%%

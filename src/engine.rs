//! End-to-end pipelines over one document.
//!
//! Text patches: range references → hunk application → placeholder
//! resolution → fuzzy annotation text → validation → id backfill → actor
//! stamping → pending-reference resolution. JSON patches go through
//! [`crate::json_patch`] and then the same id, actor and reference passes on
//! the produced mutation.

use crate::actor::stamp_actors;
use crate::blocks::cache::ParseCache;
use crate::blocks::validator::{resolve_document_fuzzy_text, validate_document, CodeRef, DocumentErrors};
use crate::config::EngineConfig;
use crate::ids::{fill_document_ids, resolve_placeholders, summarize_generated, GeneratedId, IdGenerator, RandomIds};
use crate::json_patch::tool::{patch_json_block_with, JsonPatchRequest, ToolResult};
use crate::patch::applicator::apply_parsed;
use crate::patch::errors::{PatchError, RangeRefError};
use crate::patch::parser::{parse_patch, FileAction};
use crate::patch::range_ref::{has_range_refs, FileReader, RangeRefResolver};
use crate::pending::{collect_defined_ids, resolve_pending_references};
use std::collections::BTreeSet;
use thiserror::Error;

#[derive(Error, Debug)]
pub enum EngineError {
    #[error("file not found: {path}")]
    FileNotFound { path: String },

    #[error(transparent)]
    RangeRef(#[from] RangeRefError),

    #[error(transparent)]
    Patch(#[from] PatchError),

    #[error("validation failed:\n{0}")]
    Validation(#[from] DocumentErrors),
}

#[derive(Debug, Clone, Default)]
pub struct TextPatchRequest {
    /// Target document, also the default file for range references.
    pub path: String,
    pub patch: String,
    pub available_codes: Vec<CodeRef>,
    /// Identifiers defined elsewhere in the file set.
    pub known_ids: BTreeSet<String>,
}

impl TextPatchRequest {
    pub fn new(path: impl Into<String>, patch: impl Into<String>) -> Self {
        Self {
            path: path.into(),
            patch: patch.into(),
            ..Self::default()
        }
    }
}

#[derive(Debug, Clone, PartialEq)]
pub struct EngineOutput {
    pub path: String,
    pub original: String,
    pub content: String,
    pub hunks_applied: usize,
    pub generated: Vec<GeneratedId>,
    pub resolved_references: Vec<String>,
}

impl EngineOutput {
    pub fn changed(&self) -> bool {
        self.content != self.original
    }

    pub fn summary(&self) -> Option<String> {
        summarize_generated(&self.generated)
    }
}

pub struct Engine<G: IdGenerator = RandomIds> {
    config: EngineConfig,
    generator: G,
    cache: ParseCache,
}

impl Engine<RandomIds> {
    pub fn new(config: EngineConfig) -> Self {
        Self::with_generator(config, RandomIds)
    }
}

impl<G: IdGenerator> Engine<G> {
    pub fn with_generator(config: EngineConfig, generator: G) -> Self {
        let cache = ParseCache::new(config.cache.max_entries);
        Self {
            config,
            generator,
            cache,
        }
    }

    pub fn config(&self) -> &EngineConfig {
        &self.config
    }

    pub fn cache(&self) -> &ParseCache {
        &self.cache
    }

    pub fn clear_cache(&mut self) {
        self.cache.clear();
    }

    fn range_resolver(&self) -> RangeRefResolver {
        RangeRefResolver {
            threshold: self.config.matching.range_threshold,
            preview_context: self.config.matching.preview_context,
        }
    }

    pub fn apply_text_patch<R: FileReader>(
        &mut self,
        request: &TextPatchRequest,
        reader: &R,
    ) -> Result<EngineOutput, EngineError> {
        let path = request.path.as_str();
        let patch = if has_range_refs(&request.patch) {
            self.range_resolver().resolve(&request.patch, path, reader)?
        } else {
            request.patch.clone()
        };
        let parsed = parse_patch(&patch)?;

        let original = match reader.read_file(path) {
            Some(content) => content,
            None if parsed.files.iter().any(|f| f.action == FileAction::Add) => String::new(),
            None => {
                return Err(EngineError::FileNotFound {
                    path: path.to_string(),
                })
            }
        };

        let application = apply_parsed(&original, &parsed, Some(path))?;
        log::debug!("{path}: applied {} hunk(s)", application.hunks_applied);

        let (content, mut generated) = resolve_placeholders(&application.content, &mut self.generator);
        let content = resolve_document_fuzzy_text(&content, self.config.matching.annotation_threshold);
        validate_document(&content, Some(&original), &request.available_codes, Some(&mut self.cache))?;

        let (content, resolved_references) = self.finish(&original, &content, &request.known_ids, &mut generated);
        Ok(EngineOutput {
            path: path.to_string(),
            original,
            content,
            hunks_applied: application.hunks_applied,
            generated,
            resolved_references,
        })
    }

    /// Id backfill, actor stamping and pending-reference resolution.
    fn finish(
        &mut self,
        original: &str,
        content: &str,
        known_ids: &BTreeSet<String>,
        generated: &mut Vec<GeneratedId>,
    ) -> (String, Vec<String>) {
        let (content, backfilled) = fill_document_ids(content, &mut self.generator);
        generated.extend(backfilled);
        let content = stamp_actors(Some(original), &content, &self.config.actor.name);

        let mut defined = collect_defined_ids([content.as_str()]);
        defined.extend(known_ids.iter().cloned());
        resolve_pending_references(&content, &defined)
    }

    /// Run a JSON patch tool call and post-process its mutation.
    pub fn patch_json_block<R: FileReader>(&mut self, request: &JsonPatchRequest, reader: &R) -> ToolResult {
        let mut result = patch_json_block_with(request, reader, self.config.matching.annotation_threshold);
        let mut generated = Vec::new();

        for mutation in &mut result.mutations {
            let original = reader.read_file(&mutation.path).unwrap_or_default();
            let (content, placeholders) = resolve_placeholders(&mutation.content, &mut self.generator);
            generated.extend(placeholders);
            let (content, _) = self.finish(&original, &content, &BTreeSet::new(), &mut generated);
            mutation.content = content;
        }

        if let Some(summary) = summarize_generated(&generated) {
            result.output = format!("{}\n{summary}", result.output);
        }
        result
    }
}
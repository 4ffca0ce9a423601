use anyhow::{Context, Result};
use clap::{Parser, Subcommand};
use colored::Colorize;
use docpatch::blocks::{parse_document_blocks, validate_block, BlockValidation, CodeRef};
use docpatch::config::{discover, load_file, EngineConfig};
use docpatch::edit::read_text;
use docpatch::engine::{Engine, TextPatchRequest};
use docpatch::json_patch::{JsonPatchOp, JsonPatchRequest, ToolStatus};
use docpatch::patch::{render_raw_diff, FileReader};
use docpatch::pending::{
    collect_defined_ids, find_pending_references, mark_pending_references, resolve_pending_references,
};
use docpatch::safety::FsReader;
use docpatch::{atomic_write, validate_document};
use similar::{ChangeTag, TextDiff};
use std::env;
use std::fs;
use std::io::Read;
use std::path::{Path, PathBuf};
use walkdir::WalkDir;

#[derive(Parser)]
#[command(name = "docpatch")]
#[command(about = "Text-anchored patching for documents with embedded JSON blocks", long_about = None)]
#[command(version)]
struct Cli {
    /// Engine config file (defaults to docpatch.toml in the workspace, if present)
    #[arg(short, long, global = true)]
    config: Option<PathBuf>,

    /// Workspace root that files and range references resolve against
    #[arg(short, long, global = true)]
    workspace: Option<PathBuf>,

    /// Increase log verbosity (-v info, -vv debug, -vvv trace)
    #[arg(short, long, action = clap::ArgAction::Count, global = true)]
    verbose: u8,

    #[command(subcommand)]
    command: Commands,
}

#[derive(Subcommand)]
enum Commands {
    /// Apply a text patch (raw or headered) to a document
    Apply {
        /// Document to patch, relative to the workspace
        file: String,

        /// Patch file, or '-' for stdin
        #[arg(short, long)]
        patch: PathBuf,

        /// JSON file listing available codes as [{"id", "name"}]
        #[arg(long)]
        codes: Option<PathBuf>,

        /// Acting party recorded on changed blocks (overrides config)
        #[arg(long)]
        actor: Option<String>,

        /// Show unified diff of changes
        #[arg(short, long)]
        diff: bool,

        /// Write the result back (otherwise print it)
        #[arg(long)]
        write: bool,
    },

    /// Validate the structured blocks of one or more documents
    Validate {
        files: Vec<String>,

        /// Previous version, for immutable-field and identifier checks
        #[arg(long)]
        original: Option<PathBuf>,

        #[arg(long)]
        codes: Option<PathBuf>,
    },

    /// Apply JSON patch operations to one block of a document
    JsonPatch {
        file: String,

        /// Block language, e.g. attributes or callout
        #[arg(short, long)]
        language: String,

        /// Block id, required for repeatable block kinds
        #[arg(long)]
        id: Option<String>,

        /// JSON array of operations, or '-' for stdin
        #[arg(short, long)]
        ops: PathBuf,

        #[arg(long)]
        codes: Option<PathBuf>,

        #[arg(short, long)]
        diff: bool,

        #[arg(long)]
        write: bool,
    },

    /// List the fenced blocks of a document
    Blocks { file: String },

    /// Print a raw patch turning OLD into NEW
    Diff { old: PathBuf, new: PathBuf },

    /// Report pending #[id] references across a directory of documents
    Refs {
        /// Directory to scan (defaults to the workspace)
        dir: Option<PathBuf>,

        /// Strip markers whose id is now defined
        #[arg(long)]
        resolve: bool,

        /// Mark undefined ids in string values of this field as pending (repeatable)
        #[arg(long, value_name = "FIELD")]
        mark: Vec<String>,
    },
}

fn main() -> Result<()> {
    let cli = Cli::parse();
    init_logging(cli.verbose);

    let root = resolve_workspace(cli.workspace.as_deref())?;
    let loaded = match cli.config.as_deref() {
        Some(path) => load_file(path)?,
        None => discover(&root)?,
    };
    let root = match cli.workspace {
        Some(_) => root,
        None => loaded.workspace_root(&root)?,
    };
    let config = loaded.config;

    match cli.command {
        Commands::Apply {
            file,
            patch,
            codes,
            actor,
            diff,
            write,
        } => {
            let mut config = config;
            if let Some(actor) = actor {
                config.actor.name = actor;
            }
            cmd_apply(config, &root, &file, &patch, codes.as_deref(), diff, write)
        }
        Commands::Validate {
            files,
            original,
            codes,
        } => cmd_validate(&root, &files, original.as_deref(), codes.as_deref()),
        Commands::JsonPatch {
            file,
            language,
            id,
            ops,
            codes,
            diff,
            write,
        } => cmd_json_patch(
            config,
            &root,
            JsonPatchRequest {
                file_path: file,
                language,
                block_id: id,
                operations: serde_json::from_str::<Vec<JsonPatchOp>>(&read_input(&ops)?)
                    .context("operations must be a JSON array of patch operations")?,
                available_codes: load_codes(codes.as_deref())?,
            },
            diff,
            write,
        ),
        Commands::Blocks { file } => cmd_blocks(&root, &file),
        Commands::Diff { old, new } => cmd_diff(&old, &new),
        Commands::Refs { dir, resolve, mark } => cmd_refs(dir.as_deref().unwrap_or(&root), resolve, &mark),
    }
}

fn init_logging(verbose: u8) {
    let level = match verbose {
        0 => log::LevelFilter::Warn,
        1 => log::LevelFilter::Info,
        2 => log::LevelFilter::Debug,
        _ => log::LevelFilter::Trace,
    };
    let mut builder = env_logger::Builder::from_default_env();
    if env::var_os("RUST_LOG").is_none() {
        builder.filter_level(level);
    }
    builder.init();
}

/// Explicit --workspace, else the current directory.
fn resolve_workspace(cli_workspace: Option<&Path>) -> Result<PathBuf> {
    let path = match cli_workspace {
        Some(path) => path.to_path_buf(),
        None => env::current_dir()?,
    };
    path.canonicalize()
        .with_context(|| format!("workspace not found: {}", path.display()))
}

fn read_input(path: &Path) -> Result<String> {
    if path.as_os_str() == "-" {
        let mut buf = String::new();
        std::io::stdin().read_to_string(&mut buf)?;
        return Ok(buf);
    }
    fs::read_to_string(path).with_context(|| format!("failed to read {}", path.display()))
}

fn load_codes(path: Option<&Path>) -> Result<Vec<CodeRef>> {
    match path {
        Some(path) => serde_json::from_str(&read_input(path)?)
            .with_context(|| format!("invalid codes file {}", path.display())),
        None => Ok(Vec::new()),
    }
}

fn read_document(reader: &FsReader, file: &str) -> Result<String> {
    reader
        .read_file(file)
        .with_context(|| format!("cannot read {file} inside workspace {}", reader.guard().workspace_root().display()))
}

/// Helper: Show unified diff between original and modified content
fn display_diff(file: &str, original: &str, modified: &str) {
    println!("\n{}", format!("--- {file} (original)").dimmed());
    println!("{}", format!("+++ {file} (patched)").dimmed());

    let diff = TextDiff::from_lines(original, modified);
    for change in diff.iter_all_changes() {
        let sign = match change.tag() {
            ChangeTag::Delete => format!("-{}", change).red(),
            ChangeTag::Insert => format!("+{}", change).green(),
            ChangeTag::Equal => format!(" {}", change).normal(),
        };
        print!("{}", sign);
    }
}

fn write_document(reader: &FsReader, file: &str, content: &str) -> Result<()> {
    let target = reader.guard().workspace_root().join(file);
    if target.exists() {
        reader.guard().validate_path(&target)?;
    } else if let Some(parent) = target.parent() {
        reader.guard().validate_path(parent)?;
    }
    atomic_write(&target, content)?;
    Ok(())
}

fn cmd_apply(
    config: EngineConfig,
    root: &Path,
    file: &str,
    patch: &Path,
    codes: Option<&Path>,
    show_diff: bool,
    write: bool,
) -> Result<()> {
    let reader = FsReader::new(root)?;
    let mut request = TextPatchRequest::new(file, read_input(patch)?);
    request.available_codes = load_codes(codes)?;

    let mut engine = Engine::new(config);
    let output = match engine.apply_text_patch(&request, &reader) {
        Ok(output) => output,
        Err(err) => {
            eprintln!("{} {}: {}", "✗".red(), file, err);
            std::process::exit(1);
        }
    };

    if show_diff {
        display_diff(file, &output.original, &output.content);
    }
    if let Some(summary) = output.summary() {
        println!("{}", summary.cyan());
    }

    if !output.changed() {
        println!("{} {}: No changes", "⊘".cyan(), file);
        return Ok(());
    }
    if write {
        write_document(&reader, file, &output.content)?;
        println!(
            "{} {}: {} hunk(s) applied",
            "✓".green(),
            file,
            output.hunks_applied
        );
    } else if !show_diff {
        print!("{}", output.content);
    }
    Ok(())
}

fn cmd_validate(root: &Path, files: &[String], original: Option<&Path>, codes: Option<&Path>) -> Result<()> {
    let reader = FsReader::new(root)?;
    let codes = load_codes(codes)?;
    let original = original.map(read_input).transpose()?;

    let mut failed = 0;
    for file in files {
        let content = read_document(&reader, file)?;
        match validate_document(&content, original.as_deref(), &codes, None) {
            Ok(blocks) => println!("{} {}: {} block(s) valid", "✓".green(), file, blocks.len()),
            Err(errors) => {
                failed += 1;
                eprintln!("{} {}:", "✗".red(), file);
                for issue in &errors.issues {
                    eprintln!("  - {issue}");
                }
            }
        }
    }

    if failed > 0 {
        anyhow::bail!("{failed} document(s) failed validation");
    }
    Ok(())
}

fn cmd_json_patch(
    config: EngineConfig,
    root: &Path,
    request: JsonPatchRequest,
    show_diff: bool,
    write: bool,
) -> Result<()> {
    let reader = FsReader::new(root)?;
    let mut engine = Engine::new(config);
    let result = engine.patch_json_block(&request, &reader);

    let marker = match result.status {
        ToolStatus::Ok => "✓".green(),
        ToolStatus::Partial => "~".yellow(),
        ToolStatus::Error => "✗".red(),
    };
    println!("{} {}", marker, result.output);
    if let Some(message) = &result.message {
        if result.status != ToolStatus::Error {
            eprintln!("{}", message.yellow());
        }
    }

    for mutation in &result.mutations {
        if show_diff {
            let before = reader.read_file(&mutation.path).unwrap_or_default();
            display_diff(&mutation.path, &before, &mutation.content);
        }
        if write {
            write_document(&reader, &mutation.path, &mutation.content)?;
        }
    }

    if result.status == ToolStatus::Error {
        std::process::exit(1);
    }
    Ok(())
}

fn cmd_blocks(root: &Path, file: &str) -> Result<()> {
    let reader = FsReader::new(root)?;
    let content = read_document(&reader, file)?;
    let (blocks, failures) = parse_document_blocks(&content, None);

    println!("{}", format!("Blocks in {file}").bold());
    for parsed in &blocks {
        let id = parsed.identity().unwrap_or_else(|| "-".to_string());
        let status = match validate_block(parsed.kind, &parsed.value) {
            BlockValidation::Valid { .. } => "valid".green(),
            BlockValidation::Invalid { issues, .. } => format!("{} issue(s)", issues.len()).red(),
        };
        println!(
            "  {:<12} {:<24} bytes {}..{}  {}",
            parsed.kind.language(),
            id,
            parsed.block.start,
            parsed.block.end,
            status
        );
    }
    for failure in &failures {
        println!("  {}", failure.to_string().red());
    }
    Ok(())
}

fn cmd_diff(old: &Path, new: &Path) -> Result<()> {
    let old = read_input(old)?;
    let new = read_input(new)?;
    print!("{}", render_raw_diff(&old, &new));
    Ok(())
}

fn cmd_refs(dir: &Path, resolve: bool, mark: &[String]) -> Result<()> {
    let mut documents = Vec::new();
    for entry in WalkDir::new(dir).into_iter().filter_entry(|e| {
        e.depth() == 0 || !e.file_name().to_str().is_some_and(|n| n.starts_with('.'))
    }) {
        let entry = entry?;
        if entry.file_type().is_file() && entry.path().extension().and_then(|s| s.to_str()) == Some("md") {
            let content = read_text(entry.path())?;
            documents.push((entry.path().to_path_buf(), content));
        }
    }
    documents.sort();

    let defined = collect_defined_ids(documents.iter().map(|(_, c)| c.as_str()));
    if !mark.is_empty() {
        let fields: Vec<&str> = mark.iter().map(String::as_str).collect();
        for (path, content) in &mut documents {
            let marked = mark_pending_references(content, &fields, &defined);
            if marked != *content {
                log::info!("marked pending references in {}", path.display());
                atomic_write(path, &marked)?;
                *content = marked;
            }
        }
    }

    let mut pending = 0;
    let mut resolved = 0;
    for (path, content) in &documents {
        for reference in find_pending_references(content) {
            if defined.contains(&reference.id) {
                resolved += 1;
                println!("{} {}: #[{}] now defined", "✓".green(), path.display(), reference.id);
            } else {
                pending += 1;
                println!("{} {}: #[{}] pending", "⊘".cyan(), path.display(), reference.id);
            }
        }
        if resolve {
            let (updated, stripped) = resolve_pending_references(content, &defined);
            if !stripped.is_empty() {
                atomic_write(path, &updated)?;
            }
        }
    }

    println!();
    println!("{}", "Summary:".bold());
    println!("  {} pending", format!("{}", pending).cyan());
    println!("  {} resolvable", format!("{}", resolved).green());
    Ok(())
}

%%

**Task details**:
Repeat exactly the lines of the listing from its first line through the line that holds "use crate::blocks::cache::ParseCache;". Nothing else should appear.

**Solution for this task**:
filename src/engine.rs
//! End-to-end pipelines over one document.
//!
//! Text patches: range references → hunk application → placeholder
//! resolution → fuzzy annotation text → validation → id backfill → actor
//! stamping → pending-reference resolution. JSON patches go through
//! [`crate::json_patch`] and then the same id, actor and reference passes on
//! the produced mutation.

use crate::actor::stamp_actors;
use crate::blocks::cache::ParseCache;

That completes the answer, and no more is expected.